By Andy Reinhardt Research analyst Richard Windsor of brokerage Nomura International in London recently released a report about the future of wireless infrastructure -- the networks and equipment that power the world's mobile-phone systems. His conclusions were sobering. Future prospects for European telecom-equipment makers Nokia (NOK) and Ericsson (ERICY) depend more on the acceptance of wireless data than has been previously understood, Windsor says.

Without a successful rollout of third-generation (3G) wireless networks, which will bring cheaper voice calls and zippy information services such as photo messaging and digital video clips, the Finnish and Swedish giants could see sharply limited growth in coming years.

However, another nugget was tucked into Windsor's report that's perhaps even more worrisome -- and, until now, hasn't been widely discussed.
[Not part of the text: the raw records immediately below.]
//! Scenario: config hash stability.
//!
//! # Invariants under test
//! - The same layers always produce the same hash.
//! - Key order inside a document does not change the hash.
//! - Overlays that change a value change the hash.
//! - Loading from files and from strings agree.

use std::io::Write;

use lks_config::{load_layered_yaml, load_layered_yaml_from_strings};

const BASE_YAML: &str = r#"
api:
  base_url: "https://api.example.test"
  timeout_secs: 5
sync:
  keyholder_page_size: 50
  history_page_size: 100
credentials:
  - name: main
    env: LKS_TOKEN_MAIN
"#;

const BASE_YAML_REORDERED: &str = r#"
sync:
  history_page_size: 100
  keyholder_page_size: 50
credentials:
  - env: LKS_TOKEN_MAIN
    name: main
api:
  timeout_secs: 5
  base_url: "https://api.example.test"
"#;

const OVERLAY_YAML: &str = r#"
sync:
  history_page_size: 25
"#;

#[test]
fn same_input_produces_identical_hash() {
    let a = load_layered_yaml_from_strings(&[BASE_YAML]).unwrap();
    let b = load_layered_yaml_from_strings(&[BASE_YAML]).unwrap();
    assert_eq!(a.config_hash, b.config_hash);
    assert_eq!(a.canonical_json, b.canonical_json);
}

#[test]
fn key_order_does_not_change_hash() {
    let a = load_layered_yaml_from_strings(&[BASE_YAML]).unwrap();
    let b = load_layered_yaml_from_strings(&[BASE_YAML_REORDERED]).unwrap();
    assert_eq!(a.config_hash, b.config_hash);
}

#[test]
fn overlay_changes_hash_and_value() {
    let base = load_layered_yaml_from_strings(&[BASE_YAML]).unwrap();
    let merged = load_layered_yaml_from_strings(&[BASE_YAML, OVERLAY_YAML]).unwrap();
    assert_ne!(base.config_hash, merged.config_hash);

    let settings = merged.settings().unwrap();
    assert_eq!(settings.sync.history_page_size, 25);
    assert_eq!(settings.sync.keyholder_page_size, 50);
    assert_eq!(settings.api.base_url, "https://api.example.test");
}

#[test]
fn hash_is_sha256_hex() {
    let cfg = load_layered_yaml_from_strings(&[BASE_YAML]).unwrap();
    assert_eq!(cfg.config_hash.len(), 64);
    assert!(cfg.config_hash.chars().all(|c| c.is_ascii_hexdigit()));
}

#[test]
fn files_and_strings_agree() {
    let mut base = tempfile::NamedTempFile::new().unwrap();
    base.write_all(BASE_YAML.as_bytes()).unwrap();
    let mut overlay = tempfile::NamedTempFile::new().unwrap();
    overlay.write_all(OVERLAY_YAML.as_bytes()).unwrap();

    let base_path = base.path().to_str().unwrap().to_string();
    let overlay_path = overlay.path().to_str().unwrap().to_string();

    let from_files = load_layered_yaml(&[&base_path, &overlay_path]).unwrap();
    let from_strings = load_layered_yaml_from_strings(&[BASE_YAML, OVERLAY_YAML]).unwrap();
    assert_eq!(from_files.config_hash, from_strings.config_hash);
}

#[test]
fn missing_file_names_the_path() {
    let err = load_layered_yaml(&["/definitely/not/here.yaml"]).unwrap_err();
    assert!(format!("{err:#}").contains("/definitely/not/here.yaml"));
}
He charges that service quality on today's conventional wireless networks is seriously declining.

OVERBURDENED. The reason is simple: With slowing growth in subscribers, sagging revenues per user, and debt up to their eyeballs, Europe's wireless providers can't afford to spend money on maintaining and enhancing their networks. One top exec from an equipment maker grumbles that he typically loses his connection six times between London and Heathrow airport -- a frustration any cell-phone user can surely relate to.

Call it the price of success. Today's wireless infrastructure -- cell-phone towers, radio equipment, and switches -- was designed for less usage than it's getting. Even as new customer growth slows and prices continue to fall, existing mobile-phone users keep racking up more minutes of talk time. In some heavily trafficked areas, such as central London, networks are plumb out of capacity.
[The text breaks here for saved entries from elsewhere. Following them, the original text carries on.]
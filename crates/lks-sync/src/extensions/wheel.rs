use chrono::Duration;

use lks_schemas::{
    ExtensionConfigDto, ExtensionMode, ExtensionParty, ExtensionSlug, WheelOfFortuneConfig,
    WheelSegmentKind, WheelSegmentModel,
};

use super::{dto, secs, Extension, ExtensionState};

const DEFAULT_SEGMENT_SECS: i64 = 3600;

#[derive(Debug, Clone, PartialEq, Eq)]
pub enum WheelSegment {
    Freeze,
    Unfreeze,
    ToggleFreeze,
    AddTime(Duration),
    RemoveTime(Duration),
    AddRemoveTime(Duration),
    Text(String),
    Pillory(Duration),
}

impl WheelSegment {
    /// `None` for segment kinds this client does not know.
    pub fn from_model(m: &WheelSegmentModel) -> Option<Self> {
        let d = || secs(if m.duration > 0 { m.duration } else { DEFAULT_SEGMENT_SECS });
        Some(match m.kind {
            WheelSegmentKind::Freeze => WheelSegment::Freeze,
            WheelSegmentKind::Unfreeze => WheelSegment::Unfreeze,
            WheelSegmentKind::ToggleFreeze => WheelSegment::ToggleFreeze,
            WheelSegmentKind::AddTime => WheelSegment::AddTime(d()),
            WheelSegmentKind::RemoveTime => WheelSegment::RemoveTime(d()),
            WheelSegmentKind::AddRemoveTime => WheelSegment::AddRemoveTime(d()),
            WheelSegmentKind::Text => WheelSegment::Text(m.text.clone()),
            WheelSegmentKind::Pillory => WheelSegment::Pillory(d()),
            WheelSegmentKind::Unknown => return None,
        })
    }

    pub fn to_model(&self) -> WheelSegmentModel {
        let (kind, text, duration) = match self {
            WheelSegment::Freeze => (WheelSegmentKind::Freeze, String::new(), 0),
            WheelSegment::Unfreeze => (WheelSegmentKind::Unfreeze, String::new(), 0),
            WheelSegment::ToggleFreeze => (WheelSegmentKind::ToggleFreeze, String::new(), 0),
            WheelSegment::AddTime(d) => (WheelSegmentKind::AddTime, String::new(), d.num_seconds()),
            WheelSegment::RemoveTime(d) => {
                (WheelSegmentKind::RemoveTime, String::new(), d.num_seconds())
            }
            WheelSegment::AddRemoveTime(d) => {
                (WheelSegmentKind::AddRemoveTime, String::new(), d.num_seconds())
            }
            WheelSegment::Text(t) => (WheelSegmentKind::Text, t.clone(), 0),
            WheelSegment::Pillory(d) => (WheelSegmentKind::Pillory, String::new(), d.num_seconds()),
        };
        WheelSegmentModel {
            kind,
            text,
            duration,
        }
    }
}

#[derive(Debug, Clone, PartialEq)]
pub struct WheelOfFortune {
    state: ExtensionState,
    mode: ExtensionMode,
    regularity: i64,
    segments: Vec<WheelSegment>,
}

impl WheelOfFortune {
    pub(crate) fn from_party(party: Option<&ExtensionParty>) -> Self {
        let mut w = Self {
            state: ExtensionState::from_party(party),
            mode: ExtensionMode::NonCumulative,
            regularity: 0,
            segments: Vec::new(),
        };
        if let Some(p) = party {
            let cfg: WheelOfFortuneConfig = p.config_as().unwrap_or_default();
            w.mode = p.mode;
            w.regularity = p.regularity;
            w.segments = cfg.segments.iter().filter_map(WheelSegment::from_model).collect();
        }
        w
    }

    pub fn mode(&self) -> ExtensionMode {
        self.mode
    }

    pub fn set_mode(&mut self, mode: ExtensionMode) {
        self.mode = mode;
        self.state.touch();
    }

    pub fn regularity(&self) -> Duration {
        secs(self.regularity)
    }

    pub fn set_regularity(&mut self, d: Duration) {
        self.regularity = d.num_seconds();
        self.state.touch();
    }

    pub fn segments(&self) -> &[WheelSegment] {
        &self.segments
    }

    pub fn segments_mut(&mut self) -> &mut Vec<WheelSegment> {
        self.state.touch();
        &mut self.segments
    }
}

impl Extension for WheelOfFortune {
    const SLUG: ExtensionSlug = ExtensionSlug::WheelOfFortune;

    fn state(&self) -> &ExtensionState {
        &self.state
    }

    fn state_mut(&mut self) -> &mut ExtensionState {
        &mut self.state
    }

    fn to_config(&self) -> ExtensionConfigDto {
        dto(
            Self::SLUG,
            self.mode,
            self.regularity,
            &WheelOfFortuneConfig {
                segments: self.segments.iter().map(WheelSegment::to_model).collect(),
            },
        )
    }
}

#[cfg(test)]
mod tests {
    use super::*;
    use serde_json::json;

    #[test]
    fn unknown_segments_are_dropped_and_durations_defaulted() {
        let party: ExtensionParty = serde_json::from_value(json!({
            "_id": "w1",
            "slug": "wheel-of-fortune",
            "mode": "cumulative",
            "regularity": 7200,
            "config": { "segments": [
                { "type": "add-time", "duration": 1800 },
                { "type": "remove-time" },
                { "type": "set-shoes" },
                { "type": "text", "text": "do ten pushups" }
            ]}
        }))
        .unwrap();

        let w = WheelOfFortune::from_party(Some(&party));
        assert_eq!(
            w.segments(),
            &[
                WheelSegment::AddTime(Duration::minutes(30)),
                WheelSegment::RemoveTime(Duration::hours(1)),
                WheelSegment::Text("do ten pushups".to_string()),
            ]
        );
        assert_eq!(w.to_config().regularity, 7200);
        assert!(!w.is_modified());
    }

    #[test]
    fn editing_segments_marks_modified() {
        let mut w = WheelOfFortune::from_party(None);
        w.set_enabled(true);
        w.state_mut().modified = false;
        w.segments_mut().push(WheelSegment::Freeze);
        assert!(w.is_modified());
        let cfg = w.to_config();
        assert_eq!(cfg.config["segments"][0]["type"], "freeze");
    }
}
European phone companies had predicted such demand growth, but they also mistakenly figured a few years back that 3G would be up and running by now. For that reason, they curtailed investment in current second-generation digital phone systems. (Mobile communications developed differently in the U.S., though several U.S. carriers are now switching to Europe's GSM digital-wireless technology.)

DIRE EFFECT? Now, 3G remains years away, yet European phone companies remain reluctant to pour capital into older technology. The skittishness is only exacerbated by the enormous financial pressure European carriers are under from having taken on so much debt for acquisitions and 3G licenses.
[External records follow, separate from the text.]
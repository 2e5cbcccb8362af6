use chrono::Duration;

use lks_schemas::{
    ExtensionConfigDto, ExtensionMode, ExtensionParty, ExtensionSlug, TaskAction, TasksConfig,
    TasksUserData,
};

use super::{dto, secs, Extension, ExtensionState, PenaltyActions};

/// Seconds a task vote stays open when the keyholder does not say.
const DEFAULT_VOTE_SECS: i64 = 12 * 3600;

/// Tasks extension.
///
/// The wearer's task list travels separately from the extension config: it
/// is pushed through the tasks update, so it has its own modified flag that
/// is set regardless of whether the extension is enabled.
#[derive(Debug, Clone, PartialEq)]
pub struct Tasks {
    state: ExtensionState,
    mode: ExtensionMode,
    regularity: i64,
    enable_points: bool,
    points_required: i32,
    allow_edit: bool,
    allow_assign: bool,
    allow_choose: bool,
    allow_configure: bool,
    abandoned_penalty: PenaltyActions,
    user_tasks: Vec<TaskAction>,
    tasks_modified: bool,
    points: i32,
    current_task: Option<TaskAction>,
}

impl Tasks {
    pub(crate) fn from_party(party: Option<&ExtensionParty>) -> Self {
        let mut t = Self {
            state: ExtensionState::from_party(party),
            mode: ExtensionMode::NonCumulative,
            regularity: 3600,
            enable_points: false,
            points_required: 0,
            allow_edit: false,
            allow_assign: true,
            allow_choose: false,
            allow_configure: false,
            abandoned_penalty: PenaltyActions::default(),
            user_tasks: Vec::new(),
            tasks_modified: false,
            points: 0,
            current_task: None,
        };
        if let Some(p) = party {
            let cfg: TasksConfig = p.config_as().unwrap_or_default();
            let data: TasksUserData = p.user_data_as().unwrap_or_default();
            t.mode = p.mode;
            t.regularity = p.regularity;
            t.enable_points = cfg.enable_points;
            t.points_required = cfg.points_required;
            t.allow_edit = cfg.allow_wearer_to_edit_tasks;
            t.allow_assign = !cfg.prevent_wearer_from_assigning_tasks;
            t.allow_choose = cfg.allow_wearer_to_choose_tasks;
            t.allow_configure = cfg.allow_wearer_to_configure_tasks;
            t.abandoned_penalty = PenaltyActions::from_punishments(&cfg.punishments_on_abandoned_task);
            t.user_tasks = data.user_tasks;
            t.points = data.points;
            t.current_task = data.current_task;
        }
        t
    }

    pub fn mode(&self) -> ExtensionMode {
        self.mode
    }

    pub fn set_mode(&mut self, mode: ExtensionMode) {
        self.mode = mode;
        self.state.touch();
    }

    pub fn regularity(&self) -> Duration {
        secs(self.regularity)
    }

    pub fn set_regularity(&mut self, d: Duration) {
        self.regularity = d.num_seconds();
        self.state.touch();
    }

    pub fn enable_points(&self) -> bool {
        self.enable_points
    }

    pub fn set_enable_points(&mut self, v: bool) {
        self.enable_points = v;
        self.state.touch();
    }

    pub fn points_required(&self) -> i32 {
        self.points_required
    }

    pub fn set_points_required(&mut self, n: i32) {
        self.points_required = n;
        self.state.touch();
    }

    pub fn allow_edit(&self) -> bool {
        self.allow_edit
    }

    pub fn set_allow_edit(&mut self, v: bool) {
        self.allow_edit = v;
        self.state.touch();
    }

    pub fn allow_assign(&self) -> bool {
        self.allow_assign
    }

    pub fn set_allow_assign(&mut self, v: bool) {
        self.allow_assign = v;
        self.state.touch();
    }

    pub fn allow_choose(&self) -> bool {
        self.allow_choose
    }

    pub fn set_allow_choose(&mut self, v: bool) {
        self.allow_choose = v;
        self.state.touch();
    }

    pub fn allow_configure(&self) -> bool {
        self.allow_configure
    }

    pub fn set_allow_configure(&mut self, v: bool) {
        self.allow_configure = v;
        self.state.touch();
    }

    pub fn abandoned_penalty(&self) -> &PenaltyActions {
        &self.abandoned_penalty
    }

    pub fn abandoned_penalty_mut(&mut self) -> &mut PenaltyActions {
        self.state.touch();
        &mut self.abandoned_penalty
    }

    /// Points the wearer has collected so far.
    pub fn points(&self) -> i32 {
        self.points
    }

    pub fn current_task(&self) -> Option<&TaskAction> {
        self.current_task.as_ref()
    }

    pub fn user_tasks(&self) -> &[TaskAction] {
        &self.user_tasks
    }

    pub fn tasks_mut(&mut self) -> &mut Vec<TaskAction> {
        self.tasks_modified = true;
        &mut self.user_tasks
    }

    pub fn tasks_modified(&self) -> bool {
        self.tasks_modified
    }

    pub(crate) fn clear_tasks_modified(&mut self) {
        self.tasks_modified = false;
    }
}

impl Extension for Tasks {
    const SLUG: ExtensionSlug = ExtensionSlug::Tasks;

    fn state(&self) -> &ExtensionState {
        &self.state
    }

    fn state_mut(&mut self) -> &mut ExtensionState {
        &mut self.state
    }

    fn to_config(&self) -> ExtensionConfigDto {
        // the remote rejects an empty task list here; the real list goes
        // through the tasks update
        let placeholder = vec![TaskAction {
            task: String::new(),
            points: 0,
        }];
        dto(
            Self::SLUG,
            self.mode,
            self.regularity,
            &TasksConfig {
                tasks: placeholder,
                enable_points: self.enable_points,
                points_required: self.points_required,
                allow_wearer_to_edit_tasks: self.allow_edit,
                prevent_wearer_from_assigning_tasks: !self.allow_assign,
                allow_wearer_to_choose_tasks: self.allow_choose,
                allow_wearer_to_configure_tasks: self.allow_configure,
                start_vote_after_last_vote: false,
                vote_enabled: false,
                vote_duration: DEFAULT_VOTE_SECS,
                punishments_on_abandoned_task: self.abandoned_penalty.to_punishments(),
            },
        )
    }
}

#[cfg(test)]
mod tests {
    use super::*;
    use serde_json::json;

    fn party() -> ExtensionParty {
        serde_json::from_value(json!({
            "_id": "t1",
            "slug": "tasks",
            "mode": "non_cumulative",
            "regularity": 3600,
            "config": {
                "enablePoints": true,
                "pointsRequired": 10,
                "preventWearerFromAssigningTasks": true,
                "punishmentsOnAbandonedTask": [ { "name": "freeze" } ]
            },
            "userData": {
                "userTasks": [ { "task": "clean", "points": 2 } ],
                "points": 4
            }
        }))
        .unwrap()
    }

    #[test]
    fn reads_config_and_user_data() {
        let t = Tasks::from_party(Some(&party()));
        assert!(t.enable_points());
        assert_eq!(t.points_required(), 10);
        assert!(!t.allow_assign());
        assert!(t.abandoned_penalty().freeze);
        assert_eq!(t.user_tasks().len(), 1);
        assert_eq!(t.points(), 4);
    }

    #[test]
    fn task_list_edits_are_tracked_even_when_disabled() {
        let mut t = Tasks::from_party(None);
        assert!(!t.is_enabled());
        t.tasks_mut().push(TaskAction {
            task: "read".into(),
            points: 1,
        });
        assert!(t.tasks_modified());
        assert!(!t.is_modified());
        t.clear_tasks_modified();
        assert!(!t.tasks_modified());
    }

    #[test]
    fn config_carries_placeholder_task_and_inverted_assign_flag() {
        let t = Tasks::from_party(Some(&party()));
        let cfg = t.to_config();
        assert_eq!(cfg.config["tasks"], json!([{ "task": "", "points": 0 }]));
        assert_eq!(cfg.config["preventWearerFromAssigningTasks"], true);
        assert_eq!(cfg.config["voteDuration"], 43200);
        assert_eq!(cfg.config["punishmentsOnAbandonedTask"], json!([{ "name": "freeze" }]));
    }
}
The danger now is that poor wireless voice quality could have a dire effect on the acceptance of data services. First, there's the risk that annoyed consumers could sour on mobile communications in general. That's unlikely, but stranger things have happened. After all, one reason the PC industry is so weak these days is that it has lost its sense of novelty and buzz.

More important, if users can't trust the quality of 15-year-old voice technology, how are they going to believe in the promise of whizzy data services? Indeed, if they can't hold a 10-minute wireless conversation without having to redial several times ("Hello, hello? Are you there? Can you hear me?"), they probably won't be eager to plunk down extra money each month to receive video replays of their favorite team's goals.

Given how important such services will be to the economic success of 3G, it's essential for operators to preempt customer skepticism now by delivering quality voice service.

LOTS OF KINKS. In fact, some kinds of data communication, such as e-mail and text messaging, are less sensitive to network glitches than voice communications. Carrying on a conversation actually requires a steadier, more consistent connection to avoid maddening echoes and delays. But most consumers don't understand this technical distinction. They'll worry that advanced data services could be even flakier than voice.

A growing number of experts now believe it will be three to five years before all the kinks are worked out of 3G and the technology is widely deployed in Europe. It could be even later in the U.S. because the government has yet to settle critical spectrum-allocation issues.

In the meantime, carriers must turn to an interim technology, called general packet radio service (GPRS) -- commonly referred to as 2.5G because it spans the gap between today's 2G digital networks and the 3G networks of tomorrow. Unlike current wireless data technology, where digital information is carried in a voice channel (as with a conventional dial-up PC modem), 2.5G adds a parallel data channel that's faster and stays connected all the time, much like a cable-modem or digital subscriber line link.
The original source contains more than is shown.